# DIRECTIONS FOR THIS TASK
Repeat the entries below exactly. Begin with the first line and end with the line that contains "client tool plumbing".

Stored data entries
= = = = = = =

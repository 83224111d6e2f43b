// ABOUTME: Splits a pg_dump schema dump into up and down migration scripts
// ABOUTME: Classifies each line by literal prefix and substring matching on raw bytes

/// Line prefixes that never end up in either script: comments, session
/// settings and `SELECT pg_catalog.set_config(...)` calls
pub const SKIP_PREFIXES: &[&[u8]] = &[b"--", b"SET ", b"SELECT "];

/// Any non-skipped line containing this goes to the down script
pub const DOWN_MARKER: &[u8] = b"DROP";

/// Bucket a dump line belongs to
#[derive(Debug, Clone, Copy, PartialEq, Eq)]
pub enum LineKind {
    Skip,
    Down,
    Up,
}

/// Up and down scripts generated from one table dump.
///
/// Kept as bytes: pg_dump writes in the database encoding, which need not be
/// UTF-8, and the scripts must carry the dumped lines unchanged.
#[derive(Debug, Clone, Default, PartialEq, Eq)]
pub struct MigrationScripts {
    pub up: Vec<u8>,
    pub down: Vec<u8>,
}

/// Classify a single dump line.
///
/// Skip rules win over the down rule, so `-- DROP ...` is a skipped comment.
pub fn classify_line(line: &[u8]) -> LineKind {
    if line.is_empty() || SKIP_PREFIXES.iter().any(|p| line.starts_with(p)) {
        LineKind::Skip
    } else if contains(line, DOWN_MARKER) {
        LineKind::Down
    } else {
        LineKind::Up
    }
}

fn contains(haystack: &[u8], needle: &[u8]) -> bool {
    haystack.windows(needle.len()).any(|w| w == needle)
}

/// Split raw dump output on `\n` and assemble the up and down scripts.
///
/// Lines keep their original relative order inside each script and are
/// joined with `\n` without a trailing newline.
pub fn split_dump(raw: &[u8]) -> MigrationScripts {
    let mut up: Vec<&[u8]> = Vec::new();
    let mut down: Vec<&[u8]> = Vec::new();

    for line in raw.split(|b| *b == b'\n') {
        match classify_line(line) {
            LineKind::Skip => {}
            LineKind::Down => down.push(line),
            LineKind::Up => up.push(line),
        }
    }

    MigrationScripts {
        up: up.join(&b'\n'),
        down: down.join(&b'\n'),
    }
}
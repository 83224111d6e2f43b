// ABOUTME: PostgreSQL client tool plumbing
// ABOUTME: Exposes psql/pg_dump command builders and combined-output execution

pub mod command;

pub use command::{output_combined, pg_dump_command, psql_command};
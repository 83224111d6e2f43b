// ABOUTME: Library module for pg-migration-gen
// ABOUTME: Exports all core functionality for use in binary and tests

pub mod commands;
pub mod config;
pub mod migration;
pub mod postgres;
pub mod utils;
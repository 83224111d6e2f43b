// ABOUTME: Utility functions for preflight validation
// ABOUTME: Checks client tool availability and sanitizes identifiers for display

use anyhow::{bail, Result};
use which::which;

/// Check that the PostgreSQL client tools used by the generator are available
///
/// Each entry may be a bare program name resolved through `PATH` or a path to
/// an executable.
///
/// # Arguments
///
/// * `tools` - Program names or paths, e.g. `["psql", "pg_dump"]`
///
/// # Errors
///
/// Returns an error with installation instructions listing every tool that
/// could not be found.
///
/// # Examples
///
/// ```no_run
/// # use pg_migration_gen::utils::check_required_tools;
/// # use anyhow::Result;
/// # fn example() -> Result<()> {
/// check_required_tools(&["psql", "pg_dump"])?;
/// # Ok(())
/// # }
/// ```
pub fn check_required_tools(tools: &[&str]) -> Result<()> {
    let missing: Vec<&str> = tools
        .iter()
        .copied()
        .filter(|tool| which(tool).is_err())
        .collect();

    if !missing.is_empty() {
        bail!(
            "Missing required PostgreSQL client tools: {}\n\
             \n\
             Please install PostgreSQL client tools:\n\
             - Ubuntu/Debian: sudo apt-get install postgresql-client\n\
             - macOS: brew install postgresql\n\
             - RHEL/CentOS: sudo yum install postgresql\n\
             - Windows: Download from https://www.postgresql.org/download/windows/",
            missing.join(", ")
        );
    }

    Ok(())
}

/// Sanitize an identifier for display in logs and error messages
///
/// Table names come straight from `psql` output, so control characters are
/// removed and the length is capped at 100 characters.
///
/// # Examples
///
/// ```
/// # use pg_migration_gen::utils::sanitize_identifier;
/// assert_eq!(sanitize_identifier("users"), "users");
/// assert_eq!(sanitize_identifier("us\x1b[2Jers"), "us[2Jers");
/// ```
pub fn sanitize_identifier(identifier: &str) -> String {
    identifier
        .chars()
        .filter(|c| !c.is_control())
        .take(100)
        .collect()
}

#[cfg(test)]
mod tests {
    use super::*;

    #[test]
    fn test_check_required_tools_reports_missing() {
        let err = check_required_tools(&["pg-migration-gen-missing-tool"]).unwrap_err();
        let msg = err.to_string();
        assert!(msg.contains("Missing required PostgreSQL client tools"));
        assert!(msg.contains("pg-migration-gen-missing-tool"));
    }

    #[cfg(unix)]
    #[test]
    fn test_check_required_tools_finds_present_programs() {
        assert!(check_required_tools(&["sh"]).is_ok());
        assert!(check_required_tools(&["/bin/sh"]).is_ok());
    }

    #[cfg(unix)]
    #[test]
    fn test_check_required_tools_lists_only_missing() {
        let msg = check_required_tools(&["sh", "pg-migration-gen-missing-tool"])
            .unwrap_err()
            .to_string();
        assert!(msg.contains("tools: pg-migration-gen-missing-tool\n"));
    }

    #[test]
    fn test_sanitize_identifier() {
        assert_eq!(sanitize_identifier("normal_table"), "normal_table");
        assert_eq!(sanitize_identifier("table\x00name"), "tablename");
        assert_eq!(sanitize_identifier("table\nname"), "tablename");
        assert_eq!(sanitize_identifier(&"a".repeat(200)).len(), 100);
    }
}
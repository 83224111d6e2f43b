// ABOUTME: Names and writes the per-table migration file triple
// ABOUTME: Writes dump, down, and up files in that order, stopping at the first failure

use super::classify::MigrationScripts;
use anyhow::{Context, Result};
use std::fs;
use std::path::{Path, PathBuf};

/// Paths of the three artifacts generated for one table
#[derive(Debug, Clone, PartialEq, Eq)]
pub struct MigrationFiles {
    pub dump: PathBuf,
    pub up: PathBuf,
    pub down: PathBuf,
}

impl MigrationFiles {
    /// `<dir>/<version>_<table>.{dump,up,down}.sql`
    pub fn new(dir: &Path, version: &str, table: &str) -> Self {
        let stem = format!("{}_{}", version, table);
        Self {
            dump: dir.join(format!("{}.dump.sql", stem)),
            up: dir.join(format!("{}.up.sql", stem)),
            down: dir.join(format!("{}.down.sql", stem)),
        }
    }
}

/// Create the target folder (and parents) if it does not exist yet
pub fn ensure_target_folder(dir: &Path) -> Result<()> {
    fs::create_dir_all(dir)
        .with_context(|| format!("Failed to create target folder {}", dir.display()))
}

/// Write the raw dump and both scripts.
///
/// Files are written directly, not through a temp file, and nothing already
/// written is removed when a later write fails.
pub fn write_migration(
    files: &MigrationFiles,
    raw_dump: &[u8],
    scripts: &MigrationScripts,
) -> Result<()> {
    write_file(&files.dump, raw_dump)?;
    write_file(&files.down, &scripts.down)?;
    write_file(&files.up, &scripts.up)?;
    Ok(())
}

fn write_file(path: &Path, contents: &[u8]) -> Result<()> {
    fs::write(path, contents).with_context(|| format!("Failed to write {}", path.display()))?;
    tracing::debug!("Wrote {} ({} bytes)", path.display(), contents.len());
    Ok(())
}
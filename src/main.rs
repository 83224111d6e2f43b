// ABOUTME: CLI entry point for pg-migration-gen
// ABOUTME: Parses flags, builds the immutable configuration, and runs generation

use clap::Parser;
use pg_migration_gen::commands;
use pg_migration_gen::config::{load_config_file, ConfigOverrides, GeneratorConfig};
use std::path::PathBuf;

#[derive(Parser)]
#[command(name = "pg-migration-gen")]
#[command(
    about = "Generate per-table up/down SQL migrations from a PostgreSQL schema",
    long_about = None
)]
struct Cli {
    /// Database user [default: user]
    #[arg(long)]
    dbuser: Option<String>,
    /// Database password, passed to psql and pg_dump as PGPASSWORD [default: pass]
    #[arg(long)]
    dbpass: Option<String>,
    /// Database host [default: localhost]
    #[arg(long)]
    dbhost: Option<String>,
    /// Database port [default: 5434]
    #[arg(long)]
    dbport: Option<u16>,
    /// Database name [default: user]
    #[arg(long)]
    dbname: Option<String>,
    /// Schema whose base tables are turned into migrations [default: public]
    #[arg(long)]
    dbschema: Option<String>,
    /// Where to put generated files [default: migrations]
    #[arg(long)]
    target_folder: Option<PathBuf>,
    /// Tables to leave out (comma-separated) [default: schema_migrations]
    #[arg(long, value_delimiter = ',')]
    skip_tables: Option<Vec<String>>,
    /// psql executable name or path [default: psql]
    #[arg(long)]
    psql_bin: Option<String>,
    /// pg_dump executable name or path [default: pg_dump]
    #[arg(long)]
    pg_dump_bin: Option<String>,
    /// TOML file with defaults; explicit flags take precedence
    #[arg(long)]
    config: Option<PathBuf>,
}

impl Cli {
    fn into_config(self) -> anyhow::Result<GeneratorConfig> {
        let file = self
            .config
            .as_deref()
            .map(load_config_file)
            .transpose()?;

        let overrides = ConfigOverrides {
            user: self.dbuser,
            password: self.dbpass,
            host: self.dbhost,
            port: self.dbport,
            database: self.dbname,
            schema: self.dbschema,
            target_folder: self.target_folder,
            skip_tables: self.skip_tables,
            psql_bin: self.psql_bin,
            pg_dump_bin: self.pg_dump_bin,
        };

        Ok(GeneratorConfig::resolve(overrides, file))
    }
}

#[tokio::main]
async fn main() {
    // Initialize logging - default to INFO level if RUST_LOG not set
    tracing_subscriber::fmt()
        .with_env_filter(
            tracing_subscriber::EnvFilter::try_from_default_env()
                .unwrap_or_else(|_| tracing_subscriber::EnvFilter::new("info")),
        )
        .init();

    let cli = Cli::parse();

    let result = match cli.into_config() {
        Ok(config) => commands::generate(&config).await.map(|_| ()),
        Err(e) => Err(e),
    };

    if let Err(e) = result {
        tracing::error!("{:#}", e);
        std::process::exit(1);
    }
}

= = = = = = =

# EXERCISE ANSWER
repository 83224111d6e2f43b
// ABOUTME: Splits a pg_dump schema dump into up and down migration scripts
// ABOUTME: Classifies each line by literal prefix and substring matching on raw bytes

/// Line prefixes that never end up in either script: comments, session
/// settings and `SELECT pg_catalog.set_config(...)` calls
pub const SKIP_PREFIXES: &[&[u8]] = &[b"--", b"SET ", b"SELECT "];

/// Any non-skipped line containing this goes to the down script
pub const DOWN_MARKER: &[u8] = b"DROP";

/// Bucket a dump line belongs to
#[derive(Debug, Clone, Copy, PartialEq, Eq)]
pub enum LineKind {
    Skip,
    Down,
    Up,
}

/// Up and down scripts generated from one table dump.
///
/// Kept as bytes: pg_dump writes in the database encoding, which need not be
/// UTF-8, and the scripts must carry the dumped lines unchanged.
#[derive(Debug, Clone, Default, PartialEq, Eq)]
pub struct MigrationScripts {
    pub up: Vec<u8>,
    pub down: Vec<u8>,
}

/// Classify a single dump line.
///
/// Skip rules win over the down rule, so `-- DROP ...` is a skipped comment.
pub fn classify_line(line: &[u8]) -> LineKind {
    if line.is_empty() || SKIP_PREFIXES.iter().any(|p| line.starts_with(p)) {
        LineKind::Skip
    } else if contains(line, DOWN_MARKER) {
        LineKind::Down
    } else {
        LineKind::Up
    }
}

fn contains(haystack: &[u8], needle: &[u8]) -> bool {
    haystack.windows(needle.len()).any(|w| w == needle)
}

/// Split raw dump output on `\n` and assemble the up and down scripts.
///
/// Lines keep their original relative order inside each script and are
/// joined with `\n` without a trailing newline.
pub fn split_dump(raw: &[u8]) -> MigrationScripts {
    let mut up: Vec<&[u8]> = Vec::new();
    let mut down: Vec<&[u8]> = Vec::new();

    for line in raw.split(|b| *b == b'\n') {
        match classify_line(line) {
            LineKind::Skip => {}
            LineKind::Down => down.push(line),
            LineKind::Up => up.push(line),
        }
    }

    MigrationScripts {
        up: up.join(&b'\n'),
        down: down.join(&b'\n'),
    }
}
repository 83224111d6e2f43b
// ABOUTME: PostgreSQL client tool plumbing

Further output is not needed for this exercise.